━━━ Information provided

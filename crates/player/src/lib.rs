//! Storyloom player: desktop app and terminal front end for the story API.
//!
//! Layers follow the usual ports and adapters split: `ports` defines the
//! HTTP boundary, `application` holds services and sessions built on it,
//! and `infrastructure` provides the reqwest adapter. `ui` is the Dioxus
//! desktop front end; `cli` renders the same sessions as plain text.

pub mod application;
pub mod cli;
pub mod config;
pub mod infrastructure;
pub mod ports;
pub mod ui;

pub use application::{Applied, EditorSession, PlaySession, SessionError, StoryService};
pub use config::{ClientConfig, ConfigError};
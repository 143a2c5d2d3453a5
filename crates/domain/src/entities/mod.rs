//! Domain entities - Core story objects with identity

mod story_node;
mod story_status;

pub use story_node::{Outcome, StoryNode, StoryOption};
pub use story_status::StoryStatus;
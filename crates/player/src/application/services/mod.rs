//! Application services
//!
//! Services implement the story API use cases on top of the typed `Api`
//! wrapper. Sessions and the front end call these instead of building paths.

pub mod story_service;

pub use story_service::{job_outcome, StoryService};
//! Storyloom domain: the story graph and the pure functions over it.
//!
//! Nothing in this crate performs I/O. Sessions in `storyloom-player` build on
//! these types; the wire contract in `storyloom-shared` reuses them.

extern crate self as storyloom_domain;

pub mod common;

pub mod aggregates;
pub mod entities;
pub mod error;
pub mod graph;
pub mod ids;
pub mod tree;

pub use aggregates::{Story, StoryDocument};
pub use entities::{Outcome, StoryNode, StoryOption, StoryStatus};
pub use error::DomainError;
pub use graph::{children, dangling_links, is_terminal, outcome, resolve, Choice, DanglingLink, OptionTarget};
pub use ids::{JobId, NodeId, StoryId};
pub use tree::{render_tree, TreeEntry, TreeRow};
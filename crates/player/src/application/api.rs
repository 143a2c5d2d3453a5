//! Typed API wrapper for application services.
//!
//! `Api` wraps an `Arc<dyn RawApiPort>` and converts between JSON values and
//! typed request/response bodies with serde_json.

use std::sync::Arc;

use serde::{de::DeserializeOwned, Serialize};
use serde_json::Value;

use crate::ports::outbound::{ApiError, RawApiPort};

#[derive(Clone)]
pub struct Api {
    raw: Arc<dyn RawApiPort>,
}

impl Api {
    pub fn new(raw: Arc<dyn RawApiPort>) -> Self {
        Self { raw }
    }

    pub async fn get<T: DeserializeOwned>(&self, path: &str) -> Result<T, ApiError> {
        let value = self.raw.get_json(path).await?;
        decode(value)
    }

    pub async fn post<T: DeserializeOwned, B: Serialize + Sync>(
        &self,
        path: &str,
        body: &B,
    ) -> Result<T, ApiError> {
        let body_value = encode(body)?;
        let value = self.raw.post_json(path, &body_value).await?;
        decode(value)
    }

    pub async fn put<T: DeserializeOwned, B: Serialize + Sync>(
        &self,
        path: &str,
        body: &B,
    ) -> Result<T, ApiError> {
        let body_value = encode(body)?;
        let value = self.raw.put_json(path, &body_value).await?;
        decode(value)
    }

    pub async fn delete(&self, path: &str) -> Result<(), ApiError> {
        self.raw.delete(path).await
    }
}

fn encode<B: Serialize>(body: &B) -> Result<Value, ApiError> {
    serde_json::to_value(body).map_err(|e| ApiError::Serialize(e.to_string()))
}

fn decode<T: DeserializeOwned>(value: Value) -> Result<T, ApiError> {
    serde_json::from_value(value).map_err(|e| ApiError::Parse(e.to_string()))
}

━━━━━━

- Problem statement -
Every line of the records above needs to be given again exactly.

- Solution below -
filename crates/player/src/lib.rs
//! Storyloom player: desktop app and terminal front end for the story API.
//!
//! Layers follow the usual ports and adapters split: `ports` defines the
//! HTTP boundary, `application` holds services and sessions built on it,
//! and `infrastructure` provides the reqwest adapter. `ui` is the Dioxus
//! desktop front end; `cli` renders the same sessions as plain text.

pub mod application;
pub mod cli;
pub mod config;
pub mod infrastructure;
pub mod ports;
pub mod ui;

pub use application::{Applied, EditorSession, PlaySession, SessionError, StoryService};
pub use config::{ClientConfig, ConfigError};
repository 143a2c5d2d3453a5
filename crates/domain/src/entities/mod.rs
//! Domain entities - Core story objects with identity

mod story_node;
mod story_status;

pub use story_node::{Outcome, StoryNode, StoryOption};
pub use story_status::StoryStatus;
filename crates/player/src/application/services/mod.rs
//! Application services
//!
//! Services implement the story API use cases on top of the typed `Api`
//! wrapper. Sessions and the front end call these instead of building paths.

pub mod story_service;

pub use story_service::{job_outcome, StoryService};
//! Storyloom domain: the story graph and the pure functions over it.
//!
//! Nothing in this crate performs I/O. Sessions in `storyloom-player` build on
//! these types; the wire contract in `storyloom-shared` reuses them.

extern crate self as storyloom_domain;

pub mod common;

pub mod aggregates;
pub mod entities;
pub mod error;
pub mod graph;
pub mod ids;
pub mod tree;

pub use aggregates::{Story, StoryDocument};
pub use entities::{Outcome, StoryNode, StoryOption, StoryStatus};
pub use error::DomainError;
pub use graph::{children, dangling_links, is_terminal, outcome, resolve, Choice, DanglingLink, OptionTarget};
pub use ids::{JobId, NodeId, StoryId};
pub use tree::{render_tree, TreeEntry, TreeRow};
filename crates/player/src/application/api.rs
repository 143a2c5d2d3453a5
//! Typed API wrapper for application services.
//!
//! `Api` wraps an `Arc<dyn RawApiPort>` and converts between JSON values and
//! typed request/response bodies with serde_json.

use std::sync::Arc;

use serde::{de::DeserializeOwned, Serialize};
use serde_json::Value;

use crate::ports::outbound::{ApiError, RawApiPort};

#[derive(Clone)]
pub struct Api {
    raw: Arc<dyn RawApiPort>,
}

impl Api {
    pub fn new(raw: Arc<dyn RawApiPort>) -> Self {
        Self { raw }
    }

    pub async fn get<T: DeserializeOwned>(&self, path: &str) -> Result<T, ApiError> {
        let value = self.raw.get_json(path).await?;
        decode(value)
    }

    pub async fn post<T: DeserializeOwned, B: Serialize + Sync>(
        &self,
        path: &str,
        body: &B,
    ) -> Result<T, ApiError> {
        let body_value = encode(body)?;
        let value = self.raw.post_json(path, &body_value).await?;
        decode(value)
    }

    pub async fn put<T: DeserializeOwned, B: Serialize + Sync>(
        &self,
        path: &str,
        body: &B,
    ) -> Result<T, ApiError> {
        let body_value = encode(body)?;
        let value = self.raw.put_json(path, &body_value).await?;
        decode(value)
    }

    pub async fn delete(&self, path: &str) -> Result<(), ApiError> {
        self.raw.delete(path).await
    }
}

fn encode<B: Serialize>(body: &B) -> Result<Value, ApiError> {
    serde_json::to_value(body).map_err(|e| ApiError::Serialize(e.to_string()))
}

fn decode<T: DeserializeOwned>(value: Value) -> Result<T, ApiError> {
    serde_json::from_value(value).map_err(|e| ApiError::Parse(e.to_string()))
}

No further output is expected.